Cricket aside, the expedition was not a pleasant experience for Bowden. He had loathed the intensive training in preparation for the march. The column leader, Frank Johnson was a hard taskmaster and as there was a strong likelihood of their being attacked by the Matabele in the course of the 400-mile journey, he wanted to ensure that they were a well-disciplined body. One Pioneer wrote that the men; “were being unnecessarily worried about and overworked, what with parades, drills, fatigues, etc.”
Charles Finlason referred to Bowden in the Daily Independent: “I heard of his progress from time to time. The life was abhorrent to him and he fretted until he fell victim to an attack of fever. He became so depressed as to be almost broken-hearted; his one aim was to get out of the force and back to civilisation.”
Bowden’s plight upset his friends and they rallied to his assistance. “Great efforts were made,” continued Finlason, “to obtain his release [but] from the first attack of fever he seems never to have recovered.”
The Star reported his death on 24 October 1890. Finlason thought it was likely that “many months of sickness and debility had seen the young trooper return to Motloutsie [Macloutsie] where he died a lingering death.” The emotional report infuriated Dr Rutherford Harris, Rhodes’s ‘close confident, henchman and hatchet man,’ but Finlason was not unduly worried. He presented a patronising explanation in the Daily Independent: “I am assured that Mr. Johnson is singularly kind-hearted and would be the last to refuse to grant Bowden his release had he asked for it. The probability is that Bowden, being in a depressed state incidental to perpetual fever relapses, was very anxious to get home, but was prevented from moving, not by the commands of the Chartered Company or Mr. Johnson, but because he had not sufficient money to make the journey.”

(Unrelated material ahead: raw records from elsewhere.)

//! Tracing subscriber setup shared by the server and the maintenance CLI.
//!
//! Environment variables:
//!   LOG_FORMAT  - "json" or "text" (default: "text")
//!   LOG_FILE    - path to log file (optional, enables daily-rotated file logging)
//!   LOG_ANSI    - "true"/"false" override ANSI colors (auto-detected by default)
//!   RUST_LOG    - standard env filter (default given by the caller)

use std::path::Path;

use tracing_appender::non_blocking::WorkerGuard;
use tracing_subscriber::{layer::SubscriberExt, util::SubscriberInitExt};

/// Install the global subscriber.
///
/// The returned guard flushes the file writer on drop; keep it alive for
/// the lifetime of the process.
pub fn init_tracing(default_filter: &str, default_file_name: &str) -> Option<WorkerGuard> {
    let log_format = std::env::var("LOG_FORMAT").unwrap_or_else(|_| "text".to_string());
    let log_file = std::env::var("LOG_FILE").ok();
    let log_ansi = std::env::var("LOG_ANSI")
        .ok()
        .map(|v| v == "true" || v == "1");

    let env_filter = tracing_subscriber::EnvFilter::try_from_default_env()
        .unwrap_or_else(|_| default_filter.into());

    let registry = tracing_subscriber::registry().with(env_filter);

    let guard = if let Some(ref path) = log_file {
        let file_dir = Path::new(path).parent().unwrap_or(Path::new("."));
        let file_name = Path::new(path)
            .file_name()
            .and_then(|f| f.to_str())
            .unwrap_or(default_file_name);
        let file_appender = tracing_appender::rolling::daily(file_dir, file_name);
        let (non_blocking, guard) = tracing_appender::non_blocking(file_appender);

        if log_format == "json" {
            registry
                .with(
                    tracing_subscriber::fmt::layer()
                        .json()
                        .with_writer(non_blocking),
                )
                .init();
        } else {
            // no ANSI in files unless asked for
            let layer = tracing_subscriber::fmt::layer()
                .with_writer(non_blocking)
                .with_ansi(log_ansi.unwrap_or(false));
            registry.with(layer).init();
        }
        Some(guard)
    } else {
        if log_format == "json" {
            registry
                .with(tracing_subscriber::fmt::layer().json())
                .init();
        } else {
            let mut layer = tracing_subscriber::fmt::layer();
            if let Some(ansi) = log_ansi {
                layer = layer.with_ansi(ansi);
            }
            registry.with(layer).init();
        }
        None
    };

    tracing::info!(
        log_format = %log_format,
        log_file = log_file.as_deref().unwrap_or("(stdout)"),
        "Logging initialized"
    );
    guard
}
//! Semantic search and search diagnostics.

use axum::extract::State;
use axum::Json;
use serde::{Deserialize, Serialize};
use uuid::Uuid;

use gnotes_search::{ProbeReport, SearchOutcome, SimilarityReport};

use crate::error::ApiError;
use crate::state::AppState;

pub const NO_RESULTS: &str = "No notes found matching your search";

#[derive(Debug, Deserialize)]
pub struct SearchRequest {
    #[serde(default)]
    pub query: String,
}

#[derive(Debug, Serialize)]
pub struct SearchResponse {
    #[serde(flatten)]
    pub outcome: SearchOutcome,
    #[serde(skip_serializing_if = "Option::is_none")]
    pub empty_state: Option<&'static str>,
}

/// No matches is a successful, empty response.
pub async fn search(
    State(state): State<AppState>,
    Json(req): Json<SearchRequest>,
) -> Result<Json<SearchResponse>, ApiError> {
    let outcome = state.search.search(&req.query).await?;
    Ok(Json(SearchResponse {
        empty_state: outcome.is_empty().then_some(NO_RESULTS),
        outcome,
    }))
}

#[derive(Debug, Default, Deserialize)]
pub struct DebugRequest {
    pub query: Option<String>,
    /// Compare `query` against this note only.
    pub note_id: Option<Uuid>,
    /// Probe queries; defaults to `query`, or the built-in probes.
    #[serde(default)]
    pub probes: Vec<String>,
}

#[derive(Debug, Serialize)]
#[serde(tag = "mode", rename_all = "snake_case")]
pub enum DebugResponse {
    Similarity(SimilarityReport),
    Quality { probes: Vec<ProbeReport> },
}

/// With `note_id`: similarity of `query` to that note. Otherwise: the top
/// results of each probe query.
pub async fn search_debug(
    State(state): State<AppState>,
    Json(req): Json<DebugRequest>,
) -> Result<Json<DebugResponse>, ApiError> {
    if let Some(note_id) = req.note_id {
        let query = req
            .query
            .as_deref()
            .filter(|q| !q.trim().is_empty())
            .ok_or_else(|| ApiError::BadRequest("query is required with note_id".to_string()))?;
        let report = state.search.debug_similarity(query, note_id).await?;
        return Ok(Json(DebugResponse::Similarity(report)));
    }

    let probes = match (req.probes.is_empty(), req.query) {
        (true, Some(query)) if !query.trim().is_empty() => vec![query],
        _ => req.probes,
    };
    let probes = state.search.analyze_quality(&probes).await?;
    Ok(Json(DebugResponse::Quality { probes }))
}
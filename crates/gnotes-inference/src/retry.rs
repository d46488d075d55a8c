//! Bounded retry for remote calls.

use std::future::Future;
use std::time::Duration;

use tracing::warn;

use gnotes_core::defaults::{RETRY_BASE_DELAY_MS, RETRY_MAX_ATTEMPTS};
use gnotes_core::Result;

/// Linear-backoff retry policy.
///
/// Attempt `n` (1-based) that fails with a retryable error is followed by a
/// delay of `base_delay * n`. Errors whose [`is_retryable`] is false end
/// the loop immediately.
///
/// [`is_retryable`]: gnotes_core::Error::is_retryable
#[derive(Debug, Clone, Copy, PartialEq, Eq)]
pub struct RetryPolicy {
    pub max_attempts: u32,
    pub base_delay: Duration,
}

impl Default for RetryPolicy {
    fn default() -> Self {
        Self {
            max_attempts: RETRY_MAX_ATTEMPTS,
            base_delay: Duration::from_millis(RETRY_BASE_DELAY_MS),
        }
    }
}

impl RetryPolicy {
    /// Single attempt, no retries.
    pub fn none() -> Self {
        Self {
            max_attempts: 1,
            base_delay: Duration::ZERO,
        }
    }

    /// Delay after the failed attempt number `attempt` (1-based).
    pub fn delay_after(&self, attempt: u32) -> Duration {
        self.base_delay * attempt
    }

    /// Run `f` until it succeeds, fails permanently, or attempts run out.
    pub async fn run<T, F, Fut>(&self, op: &str, mut f: F) -> Result<T>
    where
        F: FnMut() -> Fut,
        Fut: Future<Output = Result<T>>,
    {
        let max_attempts = self.max_attempts.max(1);
        let mut attempt = 1;
        loop {
            match f().await {
                Ok(value) => return Ok(value),
                Err(e) if e.is_retryable() && attempt < max_attempts => {
                    let delay = self.delay_after(attempt);
                    warn!(
                        subsystem = "inference",
                        component = "retry",
                        op,
                        attempt,
                        delay_ms = delay.as_millis() as u64,
                        error = %e,
                        "Retrying after transient failure"
                    );
                    tokio::time::sleep(delay).await;
                    attempt += 1;
                }
                Err(e) => return Err(e),
            }
        }
    }
}

#[cfg(test)]
mod tests {
    use super::*;
    use gnotes_core::Error;
    use std::sync::atomic::{AtomicU32, Ordering};
    use std::sync::Arc;
    use tokio::time::Instant;

    #[test]
    fn test_default_policy() {
        let policy = RetryPolicy::default();
        assert_eq!(policy.max_attempts, 3);
        assert_eq!(policy.delay_after(1), Duration::from_secs(1));
        assert_eq!(policy.delay_after(2), Duration::from_secs(2));
    }

    #[tokio::test(start_paused = true)]
    async fn test_stops_after_max_attempts() {
        let calls = Arc::new(AtomicU32::new(0));
        let start = Instant::now();
        let c = calls.clone();
        let result: Result<()> = RetryPolicy::default()
            .run("test", || {
                let c = c.clone();
                async move {
                    c.fetch_add(1, Ordering::SeqCst);
                    Err(Error::Request("connection reset".into()))
                }
            })
            .await;

        assert!(result.is_err());
        assert_eq!(calls.load(Ordering::SeqCst), 3);
        // 1s after the first failure, 2s after the second
        assert!(start.elapsed() >= Duration::from_secs(3));
    }

    #[tokio::test(start_paused = true)]
    async fn test_non_retryable_attempted_once() {
        let calls = Arc::new(AtomicU32::new(0));
        let c = calls.clone();
        let result: Result<()> = RetryPolicy::default()
            .run("test", || {
                let c = c.clone();
                async move {
                    c.fetch_add(1, Ordering::SeqCst);
                    Err(Error::Unauthorized("bad key".into()))
                }
            })
            .await;

        assert!(matches!(result, Err(Error::Unauthorized(_))));
        assert_eq!(calls.load(Ordering::SeqCst), 1);
    }

    #[tokio::test(start_paused = true)]
    async fn test_recovers_after_transient_failure() {
        let calls = Arc::new(AtomicU32::new(0));
        let c = calls.clone();
        let result = RetryPolicy::default()
            .run("test", || {
                let c = c.clone();
                async move {
                    if c.fetch_add(1, Ordering::SeqCst) == 0 {
                        Err(Error::RateLimited("slow down".into()))
                    } else {
                        Ok("done")
                    }
                }
            })
            .await;

        assert_eq!(result.unwrap(), "done");
        assert_eq!(calls.load(Ordering::SeqCst), 2);
    }

    #[tokio::test]
    async fn test_none_policy_single_attempt() {
        let calls = Arc::new(AtomicU32::new(0));
        let c = calls.clone();
        let _: Result<()> = RetryPolicy::none()
            .run("test", || {
                let c = c.clone();
                async move {
                    c.fetch_add(1, Ordering::SeqCst);
                    Err(Error::Request("down".into()))
                }
            })
            .await;
        assert_eq!(calls.load(Ordering::SeqCst), 1);
    }
}
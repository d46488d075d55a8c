//! Route table and middleware stack.

use std::any::Any;
use std::time::Duration;

use axum::http::{header, HeaderValue, Method, StatusCode};
use axum::response::{IntoResponse, Redirect, Response};
use axum::routing::{get, post};
use axum::{Json, Router};
use tower_http::{
    catch_panic::CatchPanicLayer,
    cors::{AllowOrigin, CorsLayer},
    limit::RequestBodyLimitLayer,
    request_id::{MakeRequestUuid, PropagateRequestIdLayer, SetRequestIdLayer},
    trace::TraceLayer,
};
use tracing::error;

use crate::error::{ErrorBody, PANIC_MESSAGE};
use crate::handlers::{ai, notes, search, views};
use crate::state::AppState;

/// Request bodies above this are rejected.
const MAX_BODY_BYTES: usize = 1024 * 1024;

pub fn build_router(state: AppState, allowed_origins: Vec<HeaderValue>) -> Router {
    Router::new()
        .route("/", get(views::landing))
        .route("/notes", get(views::notes_view))
        .route("/analytics", get(views::analytics))
        .route("/health", get(views::health))
        .route("/api/v1/notes", get(notes::list_notes).post(notes::create_note))
        .route("/api/v1/notes/validate", post(notes::validate_note))
        .route(
            "/api/v1/notes/:id",
            get(notes::get_note)
                .put(notes::update_note)
                .delete(notes::delete_note),
        )
        .route("/api/v1/notes/:id/related", get(notes::related_notes))
        .route("/api/v1/notes/:id/summary", post(ai::summarize_note))
        .route("/api/v1/ai/title", post(ai::auto_title))
        .route("/api/v1/ai/expand", post(ai::expand_shorthand))
        .route("/api/v1/ai/status", get(ai::ai_status))
        .route("/api/v1/search", post(search::search))
        .route("/api/v1/search/debug", post(search::search_debug))
        .fallback(unknown_route)
        // Middleware
        .layer(TraceLayer::new_for_http())
        .layer(PropagateRequestIdLayer::x_request_id())
        .layer(SetRequestIdLayer::x_request_id(MakeRequestUuid))
        .layer(
            CorsLayer::new()
                .allow_origin(AllowOrigin::list(allowed_origins))
                .allow_methods([
                    Method::GET,
                    Method::POST,
                    Method::PUT,
                    Method::DELETE,
                    Method::OPTIONS,
                ])
                .allow_headers([header::CONTENT_TYPE, header::ACCEPT])
                .max_age(Duration::from_secs(3600)),
        )
        .layer(RequestBodyLimitLayer::new(MAX_BODY_BYTES))
        .layer(CatchPanicLayer::custom(handle_panic))
        .with_state(state)
}

/// Unknown paths go back to the landing view.
async fn unknown_route() -> Redirect {
    Redirect::to("/")
}

/// Render a handler panic as a reload prompt.
pub fn handle_panic(err: Box<dyn Any + Send + 'static>) -> Response {
    let detail = if let Some(s) = err.downcast_ref::<String>() {
        s.as_str()
    } else if let Some(s) = err.downcast_ref::<&str>() {
        s
    } else {
        "unknown panic payload"
    };
    error!(subsystem = "api", panic = detail, "Handler panicked");

    let body = ErrorBody {
        error: PANIC_MESSAGE.to_string(),
        kind: "internal",
        retry: true,
    };
    (StatusCode::INTERNAL_SERVER_ERROR, Json(body)).into_response()
}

The comment did not reflect well on the Company and its concern for the welfare of its men. But those who knew Bowden would have been aware of the reasons that led to the impecunious cricketer joining the Pioneer Corps. They would have realised that he was trapped and would have stayed that way until someone came up with a means of extricating him from a wider and increasingly complex personal predicament.
Another factor to be considered was that Johnson made it very difficult for his men to obtain a release and, as a deterrent, had issued a regimental order to that effect. He had also instituted a censorship of letters. When efforts were made to gain Bowden’s release, Johnson and Harris might well have used some means at their disposal to block it. They would not have wanted somebody as well-known as Bowden leaving the expedition, being interviewed and possibly criticising the manner in which it operated.
Throughout a tense debate which took place in the press, rumours circulated that Bowden was still alive. Then, on 11 December, the Daily Independent printed an official announcement. A triumphant Dr Rutherford Harris had supplied a telegram for publication: “Fort Salisbury – Mr. Bowden alive and well; he was in here yesterday from Hartley Hills; is very indignant about this false report.”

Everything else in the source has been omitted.